Richard M. Bohart spent decades building what would become his namesake institution. A professor emeritus of entomology at UC Davis, Bohart founded the collection in 1946 and served as its principal contributor for years, amassing specimens with the methodical devotion of someone who understood that taxonomy is built one pinned insect at a time. The museum was named in his honor in 1986. His particular expertise lay in the order Hymenoptera, the vast group encompassing bees, wasps, and ants, and the collection reflects that passion. Today the museum's Hymenoptera holdings are among its strongest, complemented by extensive freshwater arthropod collections and a deep archive of California insect fauna. Since 1989, director Lynn Kimsey has continued Bohart's legacy, guiding the museum through decades of growth and expanding its role as both research hub and public resource.
Each year, approximately 30,000 newly acquired specimens join the Bohart's holdings. They arrive from museum-sponsored field studies, faculty research projects, student collections, and donations from the Bohart Museum Society and the wider entomological community. The scale is difficult to grasp: at least 90 percent of the seven million specimens are insects, with the remainder comprising other terrestrial and freshwater arthropods. The geographic scope is global, though the Western Hemisphere, Indonesia, and Australasia are particularly well represented. At any given time, roughly 7,400 specimens are on loan to domestic and international researchers, feeding at least 18 publications per year. The museum is less a static display than a circulating library of preserved life, its contents constantly being borrowed, studied, described, and returned.
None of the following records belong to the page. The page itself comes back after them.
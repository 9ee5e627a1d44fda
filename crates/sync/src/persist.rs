//! Synchronous key/value persistence for offline-queue durability.

use std::collections::HashMap;
use std::fs;
use std::io;
use std::path::PathBuf;
use std::sync::Mutex;

use thiserror::Error;

/// Errors raised by a persistence handle.
#[derive(Debug, Error)]
pub enum PersistenceError {
    #[error("persistence I/O error: {0}")]
    Io(#[from] io::Error),

    #[error("invalid persistence key '{0}'")]
    InvalidKey(String),
}

/// Whole string values under well-known string keys, rewritten in full on
/// every store. The calls are synchronous: a successful `store` has hit
/// the backing medium before it returns.
pub trait KeyValuePersistence: Send + Sync {
    fn load(&self, key: &str) -> Result<Option<String>, PersistenceError>;
    fn store(&self, key: &str, value: &str) -> Result<(), PersistenceError>;
    fn remove(&self, key: &str) -> Result<(), PersistenceError>;
}

/// File-per-key store under a base directory.
///
/// Values are written to a temporary file and renamed into place so a
/// crash mid-write never leaves a half-written value behind.
#[derive(Debug)]
pub struct FileKeyValueStore {
    dir: PathBuf,
}

impl FileKeyValueStore {
    pub fn new(dir: impl Into<PathBuf>) -> Result<Self, PersistenceError> {
        let dir = dir.into();
        fs::create_dir_all(&dir)?;
        Ok(Self { dir })
    }

    fn path_for(&self, key: &str) -> Result<PathBuf, PersistenceError> {
        let well_formed = !key.is_empty()
            && key
                .chars()
                .all(|c| c.is_ascii_alphanumeric() || matches!(c, '.' | '-' | '_'));
        if !well_formed {
            return Err(PersistenceError::InvalidKey(key.to_string()));
        }
        Ok(self.dir.join(format!("{}.json", key)))
    }
}

impl KeyValuePersistence for FileKeyValueStore {
    fn load(&self, key: &str) -> Result<Option<String>, PersistenceError> {
        let path = self.path_for(key)?;
        match fs::read_to_string(&path) {
            Ok(value) => Ok(Some(value)),
            Err(err) if err.kind() == io::ErrorKind::NotFound => Ok(None),
            Err(err) => Err(err.into()),
        }
    }

    fn store(&self, key: &str, value: &str) -> Result<(), PersistenceError> {
        let path = self.path_for(key)?;
        let tmp = path.with_extension("json.tmp");
        fs::write(&tmp, value)?;
        fs::rename(&tmp, &path)?;
        Ok(())
    }

    fn remove(&self, key: &str) -> Result<(), PersistenceError> {
        let path = self.path_for(key)?;
        match fs::remove_file(&path) {
            Ok(()) => Ok(()),
            Err(err) if err.kind() == io::ErrorKind::NotFound => Ok(()),
            Err(err) => Err(err.into()),
        }
    }
}

/// Non-durable in-memory store, for tests and ephemeral sessions.
#[derive(Debug, Default)]
pub struct MemoryKeyValueStore {
    values: Mutex<HashMap<String, String>>,
}

impl MemoryKeyValueStore {
    pub fn new() -> Self {
        Self::default()
    }

    fn lock(&self) -> std::sync::MutexGuard<'_, HashMap<String, String>> {
        match self.values.lock() {
            Ok(guard) => guard,
            Err(poisoned) => poisoned.into_inner(),
        }
    }
}

impl KeyValuePersistence for MemoryKeyValueStore {
    fn load(&self, key: &str) -> Result<Option<String>, PersistenceError> {
        Ok(self.lock().get(key).cloned())
    }

    fn store(&self, key: &str, value: &str) -> Result<(), PersistenceError> {
        self.lock().insert(key.to_string(), value.to_string());
        Ok(())
    }

    fn remove(&self, key: &str) -> Result<(), PersistenceError> {
        self.lock().remove(key);
        Ok(())
    }
}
The Bohart sits at the intersection of serious science and genuine public wonder. It is closely tied to the UC Davis Entomology Department, providing critical research support for faculty working in biological control and medical entomology. Undergraduate students use its teaching collections for coursework. It houses the California Insect Survey, a systematic effort to document the state's insect diversity. But it also welcomes roughly 12,000 visitors each year, many of them children encountering their first Atlas moth or walking stick. The museum runs public events, open houses, and educational programs that translate the precision of entomological research into something accessible and occasionally thrilling. Holding a drawer of perfectly arranged specimens, each one labeled and cataloged, you begin to understand that classification is not bureaucracy. It is a form of attention.
What makes the Bohart remarkable is the disproportion between its physical modesty and its scientific weight. This is not a natural history museum with dioramas and gift shops. It is a working collection housed in a building you could walk past without noticing, yet it ranks among the most important entomological repositories on the continent. The specimens within have described new species, tracked the spread of agricultural pests, informed biological control strategies, and documented how insect populations shift as landscapes change. In an era when insect populations worldwide are declining at alarming rates, collections like the Bohart become more than academic resources. They are baselines, records of what once existed, evidence of abundance that future researchers may find difficult to replicate in the field.
Located at 38.535N, 121.753W on the UC Davis campus in the Sacramento Valley. The university campus is visible as a dense cluster of buildings west of downtown Davis. Nearest airport is University Airport (KEDU) less than 2 miles to the west. Sacramento Executive Airport (KSAC) lies approximately 15 miles to the east. The flat agricultural landscape of Yolo County makes the campus easy to spot from altitude.